## WHAT YOU ARE ASKED TO DO
Only the lines from the one containing "in insertion order." through the one containing "pub fn normalize(&mut" should be printed, exactly as they appear below, with both ends included.

Saved data entries:
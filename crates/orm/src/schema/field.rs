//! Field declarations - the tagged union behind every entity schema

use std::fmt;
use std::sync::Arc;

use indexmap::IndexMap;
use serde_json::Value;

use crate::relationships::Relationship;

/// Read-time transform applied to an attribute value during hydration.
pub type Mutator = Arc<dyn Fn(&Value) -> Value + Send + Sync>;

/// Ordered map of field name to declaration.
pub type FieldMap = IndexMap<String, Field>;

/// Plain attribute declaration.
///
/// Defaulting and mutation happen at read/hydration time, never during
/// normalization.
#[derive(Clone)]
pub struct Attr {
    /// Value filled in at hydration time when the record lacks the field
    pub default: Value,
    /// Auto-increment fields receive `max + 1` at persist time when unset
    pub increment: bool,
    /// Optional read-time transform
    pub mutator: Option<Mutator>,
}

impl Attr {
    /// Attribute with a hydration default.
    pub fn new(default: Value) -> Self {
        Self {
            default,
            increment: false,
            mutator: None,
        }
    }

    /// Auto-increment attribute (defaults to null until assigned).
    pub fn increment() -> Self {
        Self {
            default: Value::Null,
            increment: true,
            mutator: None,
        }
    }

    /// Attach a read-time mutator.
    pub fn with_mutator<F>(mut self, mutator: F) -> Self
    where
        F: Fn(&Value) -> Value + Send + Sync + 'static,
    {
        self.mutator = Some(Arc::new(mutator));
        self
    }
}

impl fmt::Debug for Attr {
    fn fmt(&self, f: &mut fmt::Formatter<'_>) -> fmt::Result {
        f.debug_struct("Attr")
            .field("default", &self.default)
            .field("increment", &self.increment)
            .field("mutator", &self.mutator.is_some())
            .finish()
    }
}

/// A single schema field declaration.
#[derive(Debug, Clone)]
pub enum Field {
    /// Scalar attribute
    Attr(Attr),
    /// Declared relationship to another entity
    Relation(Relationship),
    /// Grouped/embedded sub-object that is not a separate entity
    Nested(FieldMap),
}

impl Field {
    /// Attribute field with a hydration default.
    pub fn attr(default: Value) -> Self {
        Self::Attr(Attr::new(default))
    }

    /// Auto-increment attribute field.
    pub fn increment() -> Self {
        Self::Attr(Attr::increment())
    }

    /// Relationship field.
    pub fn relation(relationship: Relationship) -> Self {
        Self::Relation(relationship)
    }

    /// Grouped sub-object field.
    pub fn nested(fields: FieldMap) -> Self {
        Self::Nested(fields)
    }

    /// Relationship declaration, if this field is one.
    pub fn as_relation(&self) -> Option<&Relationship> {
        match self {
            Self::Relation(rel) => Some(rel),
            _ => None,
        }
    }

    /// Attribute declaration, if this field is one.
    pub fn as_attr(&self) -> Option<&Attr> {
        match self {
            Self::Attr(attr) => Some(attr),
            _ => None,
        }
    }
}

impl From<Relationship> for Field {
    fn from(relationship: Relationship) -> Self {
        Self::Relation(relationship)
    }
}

* * *

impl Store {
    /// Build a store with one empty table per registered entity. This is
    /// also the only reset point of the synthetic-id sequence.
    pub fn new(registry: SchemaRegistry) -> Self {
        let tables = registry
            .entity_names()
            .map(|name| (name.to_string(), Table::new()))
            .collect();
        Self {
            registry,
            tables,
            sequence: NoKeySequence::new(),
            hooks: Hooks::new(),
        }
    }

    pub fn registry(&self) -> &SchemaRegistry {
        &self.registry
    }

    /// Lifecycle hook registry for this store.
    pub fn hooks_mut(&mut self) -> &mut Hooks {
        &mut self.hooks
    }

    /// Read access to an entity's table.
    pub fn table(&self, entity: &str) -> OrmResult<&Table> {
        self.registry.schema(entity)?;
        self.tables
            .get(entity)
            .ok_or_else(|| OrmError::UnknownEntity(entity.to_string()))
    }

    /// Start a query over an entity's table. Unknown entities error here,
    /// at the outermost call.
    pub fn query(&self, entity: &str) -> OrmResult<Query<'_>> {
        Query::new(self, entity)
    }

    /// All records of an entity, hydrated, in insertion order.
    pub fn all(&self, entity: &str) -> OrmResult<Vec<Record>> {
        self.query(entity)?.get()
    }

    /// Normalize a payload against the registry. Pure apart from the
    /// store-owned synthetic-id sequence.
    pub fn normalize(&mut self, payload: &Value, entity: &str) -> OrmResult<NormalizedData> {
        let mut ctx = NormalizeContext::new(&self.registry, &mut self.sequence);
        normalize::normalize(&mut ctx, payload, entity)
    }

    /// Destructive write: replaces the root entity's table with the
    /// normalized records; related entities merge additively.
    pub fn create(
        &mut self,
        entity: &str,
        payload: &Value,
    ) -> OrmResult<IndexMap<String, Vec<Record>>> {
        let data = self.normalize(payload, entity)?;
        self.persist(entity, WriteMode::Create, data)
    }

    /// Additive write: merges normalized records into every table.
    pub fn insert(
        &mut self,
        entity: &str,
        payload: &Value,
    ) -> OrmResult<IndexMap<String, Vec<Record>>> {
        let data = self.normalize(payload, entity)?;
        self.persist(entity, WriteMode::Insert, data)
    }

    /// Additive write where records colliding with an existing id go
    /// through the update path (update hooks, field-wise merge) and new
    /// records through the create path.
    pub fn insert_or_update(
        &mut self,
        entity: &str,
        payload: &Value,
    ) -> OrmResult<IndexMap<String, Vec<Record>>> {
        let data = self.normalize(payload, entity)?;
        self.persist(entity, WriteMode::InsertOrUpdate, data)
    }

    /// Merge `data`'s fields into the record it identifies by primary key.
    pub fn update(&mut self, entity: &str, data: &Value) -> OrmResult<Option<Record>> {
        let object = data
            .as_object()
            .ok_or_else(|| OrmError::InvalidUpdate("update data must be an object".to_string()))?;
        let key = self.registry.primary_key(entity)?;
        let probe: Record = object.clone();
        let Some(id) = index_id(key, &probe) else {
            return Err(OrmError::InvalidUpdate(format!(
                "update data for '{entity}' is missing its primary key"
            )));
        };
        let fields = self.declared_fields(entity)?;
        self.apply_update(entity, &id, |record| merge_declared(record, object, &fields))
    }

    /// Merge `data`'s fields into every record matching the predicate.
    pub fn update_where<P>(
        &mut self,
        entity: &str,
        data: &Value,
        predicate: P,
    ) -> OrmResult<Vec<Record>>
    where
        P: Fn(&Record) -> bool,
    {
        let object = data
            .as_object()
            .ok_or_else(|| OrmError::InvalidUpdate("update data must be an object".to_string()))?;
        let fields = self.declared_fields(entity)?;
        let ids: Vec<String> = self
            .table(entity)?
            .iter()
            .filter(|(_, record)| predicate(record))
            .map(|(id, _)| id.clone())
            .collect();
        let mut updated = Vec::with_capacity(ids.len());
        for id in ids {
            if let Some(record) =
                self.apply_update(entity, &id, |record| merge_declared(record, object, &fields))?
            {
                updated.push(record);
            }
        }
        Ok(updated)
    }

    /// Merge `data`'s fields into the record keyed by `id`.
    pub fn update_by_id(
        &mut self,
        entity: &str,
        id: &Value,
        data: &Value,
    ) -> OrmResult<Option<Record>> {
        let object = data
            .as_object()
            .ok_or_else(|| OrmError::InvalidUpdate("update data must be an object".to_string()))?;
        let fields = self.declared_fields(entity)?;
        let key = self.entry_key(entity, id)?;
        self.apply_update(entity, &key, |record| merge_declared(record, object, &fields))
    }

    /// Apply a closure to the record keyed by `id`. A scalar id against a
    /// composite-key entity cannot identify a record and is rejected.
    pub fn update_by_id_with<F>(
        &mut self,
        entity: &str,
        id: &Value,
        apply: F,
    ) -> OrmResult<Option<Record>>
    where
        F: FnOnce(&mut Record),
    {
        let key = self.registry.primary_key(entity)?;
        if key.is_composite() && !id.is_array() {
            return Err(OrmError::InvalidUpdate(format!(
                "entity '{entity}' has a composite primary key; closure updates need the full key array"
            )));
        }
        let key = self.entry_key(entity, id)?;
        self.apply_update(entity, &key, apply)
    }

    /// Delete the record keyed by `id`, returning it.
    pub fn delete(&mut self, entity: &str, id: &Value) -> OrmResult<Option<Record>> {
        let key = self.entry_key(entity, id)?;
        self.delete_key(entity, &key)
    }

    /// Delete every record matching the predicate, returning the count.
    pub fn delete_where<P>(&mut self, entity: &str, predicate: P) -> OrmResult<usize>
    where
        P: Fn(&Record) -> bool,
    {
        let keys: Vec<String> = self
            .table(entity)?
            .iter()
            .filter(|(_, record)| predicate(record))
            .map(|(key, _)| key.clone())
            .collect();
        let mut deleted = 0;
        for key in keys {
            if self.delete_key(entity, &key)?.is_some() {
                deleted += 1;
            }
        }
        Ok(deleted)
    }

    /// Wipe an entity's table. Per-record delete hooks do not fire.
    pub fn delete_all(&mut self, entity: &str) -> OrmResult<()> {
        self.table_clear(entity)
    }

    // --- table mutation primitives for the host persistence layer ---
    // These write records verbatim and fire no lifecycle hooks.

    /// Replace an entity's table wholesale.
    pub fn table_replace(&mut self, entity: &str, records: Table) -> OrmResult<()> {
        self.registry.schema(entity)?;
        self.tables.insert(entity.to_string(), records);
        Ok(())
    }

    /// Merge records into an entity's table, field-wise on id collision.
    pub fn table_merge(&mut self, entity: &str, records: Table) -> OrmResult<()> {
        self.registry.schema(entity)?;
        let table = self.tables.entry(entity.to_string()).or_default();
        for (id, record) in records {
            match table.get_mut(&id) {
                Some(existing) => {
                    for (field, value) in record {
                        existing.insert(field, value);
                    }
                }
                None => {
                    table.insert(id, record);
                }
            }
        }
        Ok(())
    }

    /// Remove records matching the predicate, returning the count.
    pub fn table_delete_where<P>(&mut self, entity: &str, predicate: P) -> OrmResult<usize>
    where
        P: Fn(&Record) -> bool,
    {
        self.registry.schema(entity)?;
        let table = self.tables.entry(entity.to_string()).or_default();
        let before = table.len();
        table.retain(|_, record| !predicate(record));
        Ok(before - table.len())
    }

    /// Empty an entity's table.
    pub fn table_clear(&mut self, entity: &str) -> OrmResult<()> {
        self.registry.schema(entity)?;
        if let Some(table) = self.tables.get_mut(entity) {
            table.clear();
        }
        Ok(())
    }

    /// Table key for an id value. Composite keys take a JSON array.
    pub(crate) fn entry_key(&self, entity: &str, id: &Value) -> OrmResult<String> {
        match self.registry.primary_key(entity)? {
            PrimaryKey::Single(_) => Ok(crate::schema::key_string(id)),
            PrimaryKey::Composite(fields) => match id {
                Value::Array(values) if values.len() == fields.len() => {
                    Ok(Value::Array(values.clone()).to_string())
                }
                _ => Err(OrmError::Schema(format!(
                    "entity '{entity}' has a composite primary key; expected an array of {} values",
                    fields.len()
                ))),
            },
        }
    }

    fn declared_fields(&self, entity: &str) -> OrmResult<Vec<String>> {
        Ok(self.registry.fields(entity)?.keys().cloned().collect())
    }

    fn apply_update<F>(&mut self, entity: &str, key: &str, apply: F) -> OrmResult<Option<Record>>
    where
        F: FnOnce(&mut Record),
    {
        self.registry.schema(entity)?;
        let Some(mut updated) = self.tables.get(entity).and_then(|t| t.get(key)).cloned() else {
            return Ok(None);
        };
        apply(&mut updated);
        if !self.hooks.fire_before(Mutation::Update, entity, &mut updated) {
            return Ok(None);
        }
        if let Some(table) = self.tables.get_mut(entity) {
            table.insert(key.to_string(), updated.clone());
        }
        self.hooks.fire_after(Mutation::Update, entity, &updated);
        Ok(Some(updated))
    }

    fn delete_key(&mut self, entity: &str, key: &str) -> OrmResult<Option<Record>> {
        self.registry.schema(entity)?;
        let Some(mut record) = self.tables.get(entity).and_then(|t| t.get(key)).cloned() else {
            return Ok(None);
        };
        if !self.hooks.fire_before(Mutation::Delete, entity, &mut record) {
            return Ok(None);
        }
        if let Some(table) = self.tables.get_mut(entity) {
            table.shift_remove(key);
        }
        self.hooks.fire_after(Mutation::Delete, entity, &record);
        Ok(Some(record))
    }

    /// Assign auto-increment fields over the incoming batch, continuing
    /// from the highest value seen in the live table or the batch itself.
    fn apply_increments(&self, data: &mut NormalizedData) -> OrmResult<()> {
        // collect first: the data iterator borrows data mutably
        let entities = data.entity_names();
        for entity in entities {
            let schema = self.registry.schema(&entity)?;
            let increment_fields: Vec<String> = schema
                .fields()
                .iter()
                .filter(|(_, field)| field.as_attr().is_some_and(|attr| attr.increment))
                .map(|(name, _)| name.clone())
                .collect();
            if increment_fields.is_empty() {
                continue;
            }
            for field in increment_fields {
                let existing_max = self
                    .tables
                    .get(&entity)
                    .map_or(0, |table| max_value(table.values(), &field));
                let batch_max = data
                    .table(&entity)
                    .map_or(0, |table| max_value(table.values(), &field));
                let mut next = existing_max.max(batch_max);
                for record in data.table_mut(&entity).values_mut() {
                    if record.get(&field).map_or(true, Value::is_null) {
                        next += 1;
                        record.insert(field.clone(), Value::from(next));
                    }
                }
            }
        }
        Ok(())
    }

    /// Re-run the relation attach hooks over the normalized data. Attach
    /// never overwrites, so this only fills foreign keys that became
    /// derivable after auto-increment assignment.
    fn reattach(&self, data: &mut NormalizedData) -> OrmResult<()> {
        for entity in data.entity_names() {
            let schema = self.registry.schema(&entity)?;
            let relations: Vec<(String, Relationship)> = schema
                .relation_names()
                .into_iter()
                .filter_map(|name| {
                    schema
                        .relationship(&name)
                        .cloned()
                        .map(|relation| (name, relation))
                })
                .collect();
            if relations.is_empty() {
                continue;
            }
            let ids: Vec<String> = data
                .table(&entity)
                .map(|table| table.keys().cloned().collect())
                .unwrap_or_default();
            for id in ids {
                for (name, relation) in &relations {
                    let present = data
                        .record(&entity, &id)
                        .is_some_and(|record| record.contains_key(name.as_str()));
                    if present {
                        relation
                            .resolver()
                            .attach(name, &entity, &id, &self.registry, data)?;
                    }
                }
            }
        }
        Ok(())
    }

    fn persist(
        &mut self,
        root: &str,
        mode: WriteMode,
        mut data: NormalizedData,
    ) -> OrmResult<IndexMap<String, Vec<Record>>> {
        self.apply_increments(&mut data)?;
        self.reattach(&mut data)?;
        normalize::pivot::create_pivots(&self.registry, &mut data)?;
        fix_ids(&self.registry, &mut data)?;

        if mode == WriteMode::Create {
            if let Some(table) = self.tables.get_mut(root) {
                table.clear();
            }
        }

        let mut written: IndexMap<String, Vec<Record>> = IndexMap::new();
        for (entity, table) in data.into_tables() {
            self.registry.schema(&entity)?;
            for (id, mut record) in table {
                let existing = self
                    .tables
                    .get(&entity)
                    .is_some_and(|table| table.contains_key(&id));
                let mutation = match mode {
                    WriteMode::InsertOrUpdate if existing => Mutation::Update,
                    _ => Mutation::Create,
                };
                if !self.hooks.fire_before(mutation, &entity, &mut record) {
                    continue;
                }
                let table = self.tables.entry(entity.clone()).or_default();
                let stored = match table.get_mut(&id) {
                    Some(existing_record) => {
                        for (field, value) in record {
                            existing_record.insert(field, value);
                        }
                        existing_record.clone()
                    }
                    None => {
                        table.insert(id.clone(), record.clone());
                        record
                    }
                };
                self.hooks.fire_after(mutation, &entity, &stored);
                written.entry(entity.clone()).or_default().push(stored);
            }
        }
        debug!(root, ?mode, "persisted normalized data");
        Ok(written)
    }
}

## ANSWER TO THE PROBLEM
    /// All records of an entity, hydrated, in insertion order.
    pub fn all(&self, entity: &str) -> OrmResult<Vec<Record>> {
        self.query(entity)?.get()
    }

    /// Normalize a payload against the registry. Pure apart from the
    /// store-owned synthetic-id sequence.
    pub fn normalize(&mut self, payload: &Value, entity: &str) -> OrmResult<NormalizedData> {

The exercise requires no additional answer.